▸ MATERIAL SHOWN
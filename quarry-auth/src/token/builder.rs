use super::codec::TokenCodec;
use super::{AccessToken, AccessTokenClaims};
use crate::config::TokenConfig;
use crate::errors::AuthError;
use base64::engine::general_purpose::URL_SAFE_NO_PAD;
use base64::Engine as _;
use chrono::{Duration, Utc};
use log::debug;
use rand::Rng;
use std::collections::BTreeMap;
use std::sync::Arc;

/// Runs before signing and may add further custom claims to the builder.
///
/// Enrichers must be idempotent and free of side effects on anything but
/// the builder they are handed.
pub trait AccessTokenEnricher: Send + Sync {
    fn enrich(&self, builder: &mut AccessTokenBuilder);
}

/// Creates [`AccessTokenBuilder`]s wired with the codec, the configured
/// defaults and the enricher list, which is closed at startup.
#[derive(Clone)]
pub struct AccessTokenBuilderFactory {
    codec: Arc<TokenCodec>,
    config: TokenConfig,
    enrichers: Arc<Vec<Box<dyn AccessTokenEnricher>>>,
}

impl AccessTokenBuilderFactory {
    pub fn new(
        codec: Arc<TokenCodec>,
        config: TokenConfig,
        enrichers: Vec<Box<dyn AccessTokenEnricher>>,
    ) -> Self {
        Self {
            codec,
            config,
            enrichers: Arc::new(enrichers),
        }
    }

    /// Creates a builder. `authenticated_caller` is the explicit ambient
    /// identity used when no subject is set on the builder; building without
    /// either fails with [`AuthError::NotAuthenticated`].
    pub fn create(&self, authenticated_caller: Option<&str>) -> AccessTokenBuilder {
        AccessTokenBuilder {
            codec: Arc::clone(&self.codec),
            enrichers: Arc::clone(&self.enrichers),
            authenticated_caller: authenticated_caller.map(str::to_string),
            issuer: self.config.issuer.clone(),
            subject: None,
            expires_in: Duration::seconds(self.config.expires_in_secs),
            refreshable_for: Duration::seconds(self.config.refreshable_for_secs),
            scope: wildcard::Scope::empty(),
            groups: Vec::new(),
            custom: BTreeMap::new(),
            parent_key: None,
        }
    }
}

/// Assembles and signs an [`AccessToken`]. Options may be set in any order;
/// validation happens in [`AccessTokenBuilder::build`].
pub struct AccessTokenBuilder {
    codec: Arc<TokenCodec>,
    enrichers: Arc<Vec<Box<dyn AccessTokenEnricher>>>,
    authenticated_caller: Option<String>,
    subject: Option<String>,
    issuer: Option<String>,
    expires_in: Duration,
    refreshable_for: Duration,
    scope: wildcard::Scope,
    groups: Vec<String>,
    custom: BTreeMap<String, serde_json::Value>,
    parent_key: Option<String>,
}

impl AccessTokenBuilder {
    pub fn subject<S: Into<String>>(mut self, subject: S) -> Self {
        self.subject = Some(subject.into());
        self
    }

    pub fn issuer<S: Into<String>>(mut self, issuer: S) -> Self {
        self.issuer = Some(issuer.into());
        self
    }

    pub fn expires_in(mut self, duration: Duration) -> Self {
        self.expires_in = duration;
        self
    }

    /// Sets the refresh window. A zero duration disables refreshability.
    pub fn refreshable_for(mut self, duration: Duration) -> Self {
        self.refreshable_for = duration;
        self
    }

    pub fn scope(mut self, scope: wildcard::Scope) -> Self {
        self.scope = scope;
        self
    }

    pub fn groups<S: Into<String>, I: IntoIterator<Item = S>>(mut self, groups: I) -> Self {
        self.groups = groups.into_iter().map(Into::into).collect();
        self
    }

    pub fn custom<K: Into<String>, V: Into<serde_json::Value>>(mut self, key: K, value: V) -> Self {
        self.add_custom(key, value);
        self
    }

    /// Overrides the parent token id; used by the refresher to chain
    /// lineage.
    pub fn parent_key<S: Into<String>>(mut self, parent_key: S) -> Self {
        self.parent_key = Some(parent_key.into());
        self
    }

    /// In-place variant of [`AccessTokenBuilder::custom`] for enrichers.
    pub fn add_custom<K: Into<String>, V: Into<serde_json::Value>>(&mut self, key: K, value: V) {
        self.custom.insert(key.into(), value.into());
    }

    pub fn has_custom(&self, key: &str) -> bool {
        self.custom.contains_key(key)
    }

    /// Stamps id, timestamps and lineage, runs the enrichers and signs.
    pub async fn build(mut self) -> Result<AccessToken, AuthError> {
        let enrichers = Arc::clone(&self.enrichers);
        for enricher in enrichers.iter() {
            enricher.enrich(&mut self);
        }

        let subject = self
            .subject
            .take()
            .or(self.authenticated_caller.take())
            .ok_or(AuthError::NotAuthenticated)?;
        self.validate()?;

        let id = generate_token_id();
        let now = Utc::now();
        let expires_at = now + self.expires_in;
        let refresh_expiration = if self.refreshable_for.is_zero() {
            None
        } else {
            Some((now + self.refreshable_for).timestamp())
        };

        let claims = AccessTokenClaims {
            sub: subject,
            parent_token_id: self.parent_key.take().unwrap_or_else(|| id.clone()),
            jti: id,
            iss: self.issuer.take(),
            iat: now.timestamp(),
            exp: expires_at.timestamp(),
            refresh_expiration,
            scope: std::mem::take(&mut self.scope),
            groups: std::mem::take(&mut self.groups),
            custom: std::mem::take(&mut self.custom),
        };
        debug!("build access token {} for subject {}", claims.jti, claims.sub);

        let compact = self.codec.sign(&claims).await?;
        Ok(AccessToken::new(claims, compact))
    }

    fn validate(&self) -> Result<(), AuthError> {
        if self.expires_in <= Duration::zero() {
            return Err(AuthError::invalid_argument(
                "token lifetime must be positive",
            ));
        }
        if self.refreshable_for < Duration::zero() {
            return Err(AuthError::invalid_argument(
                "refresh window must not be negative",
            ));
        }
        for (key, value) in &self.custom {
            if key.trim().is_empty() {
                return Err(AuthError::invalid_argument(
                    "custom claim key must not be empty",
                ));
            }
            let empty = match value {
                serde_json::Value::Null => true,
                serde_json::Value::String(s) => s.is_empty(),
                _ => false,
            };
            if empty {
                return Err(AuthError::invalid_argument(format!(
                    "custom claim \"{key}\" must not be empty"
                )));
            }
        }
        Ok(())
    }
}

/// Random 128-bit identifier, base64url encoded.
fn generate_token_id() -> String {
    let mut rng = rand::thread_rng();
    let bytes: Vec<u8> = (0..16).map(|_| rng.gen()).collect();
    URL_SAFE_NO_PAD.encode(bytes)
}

==

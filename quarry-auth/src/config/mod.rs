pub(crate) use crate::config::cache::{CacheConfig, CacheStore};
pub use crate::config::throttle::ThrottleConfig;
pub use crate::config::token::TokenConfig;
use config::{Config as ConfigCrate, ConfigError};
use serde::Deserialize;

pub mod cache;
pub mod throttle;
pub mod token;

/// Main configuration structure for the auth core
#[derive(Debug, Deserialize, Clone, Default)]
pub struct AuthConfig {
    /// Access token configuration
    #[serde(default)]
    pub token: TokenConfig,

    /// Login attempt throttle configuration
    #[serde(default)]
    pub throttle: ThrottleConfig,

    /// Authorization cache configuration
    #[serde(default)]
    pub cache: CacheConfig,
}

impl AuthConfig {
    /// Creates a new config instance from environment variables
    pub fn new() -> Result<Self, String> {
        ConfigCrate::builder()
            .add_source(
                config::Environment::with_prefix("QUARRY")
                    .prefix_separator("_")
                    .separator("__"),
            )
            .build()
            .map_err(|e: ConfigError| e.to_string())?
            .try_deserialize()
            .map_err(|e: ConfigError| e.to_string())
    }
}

* * *

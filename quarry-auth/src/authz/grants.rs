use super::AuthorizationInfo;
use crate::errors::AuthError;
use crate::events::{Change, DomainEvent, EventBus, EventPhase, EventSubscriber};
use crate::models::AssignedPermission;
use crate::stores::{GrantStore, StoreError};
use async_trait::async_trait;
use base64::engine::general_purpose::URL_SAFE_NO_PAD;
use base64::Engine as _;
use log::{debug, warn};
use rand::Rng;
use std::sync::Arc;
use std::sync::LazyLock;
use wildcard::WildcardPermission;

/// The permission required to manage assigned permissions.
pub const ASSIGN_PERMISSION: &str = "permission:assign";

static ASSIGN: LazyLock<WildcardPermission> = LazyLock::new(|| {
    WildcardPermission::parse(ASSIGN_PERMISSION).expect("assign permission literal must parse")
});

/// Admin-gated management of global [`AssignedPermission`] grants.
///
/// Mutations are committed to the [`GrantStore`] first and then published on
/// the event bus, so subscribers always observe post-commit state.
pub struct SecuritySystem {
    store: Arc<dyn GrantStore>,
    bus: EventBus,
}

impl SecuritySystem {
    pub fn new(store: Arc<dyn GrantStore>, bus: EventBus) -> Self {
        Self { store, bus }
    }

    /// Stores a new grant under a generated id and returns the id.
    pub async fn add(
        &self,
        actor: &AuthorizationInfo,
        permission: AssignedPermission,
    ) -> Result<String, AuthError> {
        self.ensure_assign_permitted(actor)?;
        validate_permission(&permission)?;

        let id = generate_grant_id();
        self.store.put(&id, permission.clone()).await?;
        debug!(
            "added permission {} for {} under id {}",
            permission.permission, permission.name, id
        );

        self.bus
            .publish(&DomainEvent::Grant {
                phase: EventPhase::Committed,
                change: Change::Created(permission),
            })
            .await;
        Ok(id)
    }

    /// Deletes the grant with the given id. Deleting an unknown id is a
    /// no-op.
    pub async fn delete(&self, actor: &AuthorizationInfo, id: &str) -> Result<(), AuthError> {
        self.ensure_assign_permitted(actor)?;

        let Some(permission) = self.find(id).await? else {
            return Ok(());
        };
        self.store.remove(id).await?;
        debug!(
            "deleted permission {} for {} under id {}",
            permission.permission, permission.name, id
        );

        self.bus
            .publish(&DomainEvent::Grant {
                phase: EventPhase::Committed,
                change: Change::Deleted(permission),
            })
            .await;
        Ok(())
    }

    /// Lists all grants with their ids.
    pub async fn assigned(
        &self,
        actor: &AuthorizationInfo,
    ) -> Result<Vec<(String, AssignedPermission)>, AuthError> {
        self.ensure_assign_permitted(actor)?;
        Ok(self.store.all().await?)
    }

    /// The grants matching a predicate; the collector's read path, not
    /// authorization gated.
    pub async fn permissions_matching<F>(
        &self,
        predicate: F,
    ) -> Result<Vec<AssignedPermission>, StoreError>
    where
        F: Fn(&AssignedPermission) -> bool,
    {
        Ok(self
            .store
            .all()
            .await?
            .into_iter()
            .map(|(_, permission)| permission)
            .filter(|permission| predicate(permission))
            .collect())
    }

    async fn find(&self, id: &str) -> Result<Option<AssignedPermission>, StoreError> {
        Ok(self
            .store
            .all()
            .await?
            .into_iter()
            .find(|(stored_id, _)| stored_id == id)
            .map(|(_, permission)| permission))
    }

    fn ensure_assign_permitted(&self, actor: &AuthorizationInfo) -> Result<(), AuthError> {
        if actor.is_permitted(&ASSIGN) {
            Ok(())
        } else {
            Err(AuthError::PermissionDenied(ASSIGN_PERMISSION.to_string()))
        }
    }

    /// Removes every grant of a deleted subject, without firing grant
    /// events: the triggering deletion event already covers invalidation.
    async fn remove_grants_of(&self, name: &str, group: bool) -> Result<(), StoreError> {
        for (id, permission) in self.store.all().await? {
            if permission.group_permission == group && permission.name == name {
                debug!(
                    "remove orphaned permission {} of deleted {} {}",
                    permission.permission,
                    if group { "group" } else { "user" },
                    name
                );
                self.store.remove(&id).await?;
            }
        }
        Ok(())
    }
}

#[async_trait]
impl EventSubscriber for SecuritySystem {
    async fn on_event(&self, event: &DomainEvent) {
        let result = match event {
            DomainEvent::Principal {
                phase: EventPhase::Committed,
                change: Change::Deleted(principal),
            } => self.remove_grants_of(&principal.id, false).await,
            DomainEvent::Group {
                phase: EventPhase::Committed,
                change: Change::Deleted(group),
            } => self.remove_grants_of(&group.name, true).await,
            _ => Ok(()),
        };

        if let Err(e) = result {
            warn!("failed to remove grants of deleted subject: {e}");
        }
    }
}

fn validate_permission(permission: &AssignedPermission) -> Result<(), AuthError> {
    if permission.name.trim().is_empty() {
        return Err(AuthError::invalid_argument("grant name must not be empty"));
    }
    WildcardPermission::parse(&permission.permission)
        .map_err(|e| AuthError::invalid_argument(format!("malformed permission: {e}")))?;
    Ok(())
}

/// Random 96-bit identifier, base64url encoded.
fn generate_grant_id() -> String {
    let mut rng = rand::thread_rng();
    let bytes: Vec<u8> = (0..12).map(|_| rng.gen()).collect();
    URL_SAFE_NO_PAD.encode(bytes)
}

▸ WHAT IS REQUIRED
From the data above, return every line from the line that has "pub fn expires_in(mut" up to and including the line that has "Into<String>, V: Into<serde_json::Value>>(&mut", exactly.

▸ COMPLETED TASK
    pub fn expires_in(mut self, duration: Duration) -> Self {
        self.expires_in = duration;
        self
    }

    /// Sets the refresh window. A zero duration disables refreshability.
    pub fn refreshable_for(mut self, duration: Duration) -> Self {
        self.refreshable_for = duration;
        self
    }

    pub fn scope(mut self, scope: wildcard::Scope) -> Self {
        self.scope = scope;
        self
    }

    pub fn groups<S: Into<String>, I: IntoIterator<Item = S>>(mut self, groups: I) -> Self {
        self.groups = groups.into_iter().map(Into::into).collect();
        self
    }

    pub fn custom<K: Into<String>, V: Into<serde_json::Value>>(mut self, key: K, value: V) -> Self {
        self.add_custom(key, value);
        self
    }

    /// Overrides the parent token id; used by the refresher to chain
    /// lineage.
    pub fn parent_key<S: Into<String>>(mut self, parent_key: S) -> Self {
        self.parent_key = Some(parent_key.into());
        self
    }

    /// In-place variant of [`AccessTokenBuilder::custom`] for enrichers.
    pub fn add_custom<K: Into<String>, V: Into<serde_json::Value>>(&mut self, key: K, value: V) {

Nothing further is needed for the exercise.